Every line from the one containing "the emitted document." to the one containing "API document version." in the records below, both included, must be set down exactly, and no other line.

- - - -

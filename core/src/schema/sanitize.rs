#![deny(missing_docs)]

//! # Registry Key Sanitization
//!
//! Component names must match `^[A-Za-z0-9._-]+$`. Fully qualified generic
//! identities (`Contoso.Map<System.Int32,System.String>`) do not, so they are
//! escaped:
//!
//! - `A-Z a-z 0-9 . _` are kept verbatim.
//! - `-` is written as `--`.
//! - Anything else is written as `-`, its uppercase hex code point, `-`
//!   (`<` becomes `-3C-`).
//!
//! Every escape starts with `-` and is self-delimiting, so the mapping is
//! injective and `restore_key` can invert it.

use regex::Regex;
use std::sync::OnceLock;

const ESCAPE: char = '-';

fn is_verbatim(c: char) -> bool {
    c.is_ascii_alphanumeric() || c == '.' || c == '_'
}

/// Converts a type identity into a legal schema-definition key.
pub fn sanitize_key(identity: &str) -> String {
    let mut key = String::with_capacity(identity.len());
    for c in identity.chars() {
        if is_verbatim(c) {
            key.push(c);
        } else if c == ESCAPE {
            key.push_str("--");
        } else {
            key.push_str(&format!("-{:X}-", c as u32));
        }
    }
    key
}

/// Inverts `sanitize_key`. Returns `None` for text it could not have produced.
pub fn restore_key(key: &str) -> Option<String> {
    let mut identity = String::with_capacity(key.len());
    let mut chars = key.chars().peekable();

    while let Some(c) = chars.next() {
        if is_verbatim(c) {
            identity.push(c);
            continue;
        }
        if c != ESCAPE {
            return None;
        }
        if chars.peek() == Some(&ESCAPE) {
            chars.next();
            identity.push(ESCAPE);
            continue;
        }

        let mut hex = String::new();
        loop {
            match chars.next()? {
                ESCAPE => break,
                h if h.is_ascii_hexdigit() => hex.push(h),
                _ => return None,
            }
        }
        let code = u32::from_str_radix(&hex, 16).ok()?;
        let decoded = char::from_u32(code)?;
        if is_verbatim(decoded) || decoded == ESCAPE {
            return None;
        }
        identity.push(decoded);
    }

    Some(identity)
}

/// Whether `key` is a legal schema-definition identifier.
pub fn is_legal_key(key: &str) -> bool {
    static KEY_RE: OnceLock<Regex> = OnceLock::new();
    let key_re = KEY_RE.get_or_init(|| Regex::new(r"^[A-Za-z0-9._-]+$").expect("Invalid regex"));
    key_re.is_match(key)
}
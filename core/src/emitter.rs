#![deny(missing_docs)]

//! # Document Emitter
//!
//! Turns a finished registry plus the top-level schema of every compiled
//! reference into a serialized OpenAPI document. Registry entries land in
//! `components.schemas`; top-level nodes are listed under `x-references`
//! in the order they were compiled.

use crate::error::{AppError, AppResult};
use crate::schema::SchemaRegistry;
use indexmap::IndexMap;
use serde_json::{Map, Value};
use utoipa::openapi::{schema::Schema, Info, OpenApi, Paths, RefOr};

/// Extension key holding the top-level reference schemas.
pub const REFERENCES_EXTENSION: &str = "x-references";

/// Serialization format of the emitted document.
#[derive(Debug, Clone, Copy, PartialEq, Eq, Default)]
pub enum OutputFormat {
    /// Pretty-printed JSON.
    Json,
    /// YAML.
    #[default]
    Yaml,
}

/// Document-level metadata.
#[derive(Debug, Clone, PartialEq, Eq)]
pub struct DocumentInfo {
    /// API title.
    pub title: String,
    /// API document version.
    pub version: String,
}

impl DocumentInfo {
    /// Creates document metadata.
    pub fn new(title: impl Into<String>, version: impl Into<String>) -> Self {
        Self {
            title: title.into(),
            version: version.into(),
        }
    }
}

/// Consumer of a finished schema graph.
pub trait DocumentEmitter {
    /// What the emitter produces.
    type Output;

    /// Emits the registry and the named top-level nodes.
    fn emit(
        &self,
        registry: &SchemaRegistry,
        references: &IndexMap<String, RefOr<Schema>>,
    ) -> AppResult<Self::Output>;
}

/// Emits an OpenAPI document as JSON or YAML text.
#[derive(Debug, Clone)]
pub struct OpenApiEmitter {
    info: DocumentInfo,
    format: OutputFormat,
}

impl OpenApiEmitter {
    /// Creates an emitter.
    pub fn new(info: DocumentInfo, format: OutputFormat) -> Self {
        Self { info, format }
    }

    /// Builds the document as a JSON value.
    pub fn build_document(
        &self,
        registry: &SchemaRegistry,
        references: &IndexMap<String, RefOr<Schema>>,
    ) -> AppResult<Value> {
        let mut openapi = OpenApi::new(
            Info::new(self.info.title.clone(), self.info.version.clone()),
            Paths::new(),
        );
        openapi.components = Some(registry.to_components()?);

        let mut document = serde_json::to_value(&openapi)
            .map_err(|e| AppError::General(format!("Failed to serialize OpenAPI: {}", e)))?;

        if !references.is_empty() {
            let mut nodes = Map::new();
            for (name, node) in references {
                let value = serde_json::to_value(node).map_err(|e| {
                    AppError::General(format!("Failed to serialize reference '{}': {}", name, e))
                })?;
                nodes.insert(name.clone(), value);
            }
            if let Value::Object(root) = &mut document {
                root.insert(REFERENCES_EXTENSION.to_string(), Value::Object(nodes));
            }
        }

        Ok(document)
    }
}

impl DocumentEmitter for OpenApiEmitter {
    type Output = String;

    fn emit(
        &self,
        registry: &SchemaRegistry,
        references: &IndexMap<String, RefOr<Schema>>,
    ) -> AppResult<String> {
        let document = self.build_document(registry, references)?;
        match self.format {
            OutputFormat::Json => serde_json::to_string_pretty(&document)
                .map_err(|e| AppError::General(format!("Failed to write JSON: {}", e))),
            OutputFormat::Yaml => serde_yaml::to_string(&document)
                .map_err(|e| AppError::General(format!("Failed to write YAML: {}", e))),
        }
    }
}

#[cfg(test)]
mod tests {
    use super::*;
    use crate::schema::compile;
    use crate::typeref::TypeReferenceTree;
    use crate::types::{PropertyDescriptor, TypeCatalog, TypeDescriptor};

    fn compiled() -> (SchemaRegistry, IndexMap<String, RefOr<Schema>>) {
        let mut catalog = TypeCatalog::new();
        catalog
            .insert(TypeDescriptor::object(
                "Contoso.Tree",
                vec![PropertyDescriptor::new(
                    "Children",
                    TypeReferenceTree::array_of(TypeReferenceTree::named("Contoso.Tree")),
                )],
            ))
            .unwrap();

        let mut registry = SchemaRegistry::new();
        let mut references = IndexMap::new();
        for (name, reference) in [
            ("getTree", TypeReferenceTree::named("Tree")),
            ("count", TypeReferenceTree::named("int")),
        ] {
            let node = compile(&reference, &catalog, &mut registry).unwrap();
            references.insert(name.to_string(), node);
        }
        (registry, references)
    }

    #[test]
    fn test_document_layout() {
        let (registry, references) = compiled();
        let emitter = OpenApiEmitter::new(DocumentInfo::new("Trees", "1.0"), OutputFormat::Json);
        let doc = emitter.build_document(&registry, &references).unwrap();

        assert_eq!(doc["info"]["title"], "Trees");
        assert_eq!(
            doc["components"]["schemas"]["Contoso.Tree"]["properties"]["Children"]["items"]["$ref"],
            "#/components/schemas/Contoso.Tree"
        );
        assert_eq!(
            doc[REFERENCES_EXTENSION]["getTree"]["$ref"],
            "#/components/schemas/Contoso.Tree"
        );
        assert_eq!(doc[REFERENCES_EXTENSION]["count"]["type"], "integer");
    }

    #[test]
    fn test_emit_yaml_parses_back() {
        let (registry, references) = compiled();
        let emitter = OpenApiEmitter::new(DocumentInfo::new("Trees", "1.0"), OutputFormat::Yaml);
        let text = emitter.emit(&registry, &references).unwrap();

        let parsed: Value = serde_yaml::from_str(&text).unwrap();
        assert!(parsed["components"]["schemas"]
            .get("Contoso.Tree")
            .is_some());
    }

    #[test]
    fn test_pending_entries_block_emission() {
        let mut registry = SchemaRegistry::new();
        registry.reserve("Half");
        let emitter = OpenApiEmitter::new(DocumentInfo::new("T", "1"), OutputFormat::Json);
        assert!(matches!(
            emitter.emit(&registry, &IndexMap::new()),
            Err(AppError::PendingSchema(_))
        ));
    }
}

- - - -

Answer box:
/// Serialization format of the emitted document.
#[derive(Debug, Clone, Copy, PartialEq, Eq, Default)]
pub enum OutputFormat {
    /// Pretty-printed JSON.
    Json,
    /// YAML.
    #[default]
    Yaml,
}

/// Document-level metadata.
#[derive(Debug, Clone, PartialEq, Eq)]
pub struct DocumentInfo {
    /// API title.
    pub title: String,
    /// API document version.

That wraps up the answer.